:: The records ::

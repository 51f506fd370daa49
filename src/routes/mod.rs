pub mod profile;
pub mod session;

use axum::routing::{post, put};
use axum::Router;

use crate::state::SharedState;

pub fn api_routes() -> Router<SharedState> {
    Router::new()
        // Session
        .route(
            "/api/v1/session",
            post(session::login)
                .get(session::current)
                .delete(session::logout),
        )
        .route("/api/v1/session/refresh", post(session::refresh))
        // Profile
        .route("/api/v1/profile/password", put(profile::change_password))
        .route(
            "/api/v1/profile/photo",
            put(profile::replace_photo).delete(profile::remove_photo),
        )
}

:::

> [Instructions for the task]: The answer must be the full listing, returned exactly as given.

> [Written solution]:
repository 51f506fd370daa49
filename src/routes/mod.rs
pub mod profile;
pub mod session;

use axum::routing::{post, put};
use axum::Router;

use crate::state::SharedState;

pub fn api_routes() -> Router<SharedState> {
    Router::new()
        // Session
        .route(
            "/api/v1/session",
            post(session::login)
                .get(session::current)
                .delete(session::logout),
        )
        .route("/api/v1/session/refresh", post(session::refresh))
        // Profile
        .route("/api/v1/profile/password", put(profile::change_password))
        .route(
            "/api/v1/profile/photo",
            put(profile::replace_photo).delete(profile::remove_photo),
        )
}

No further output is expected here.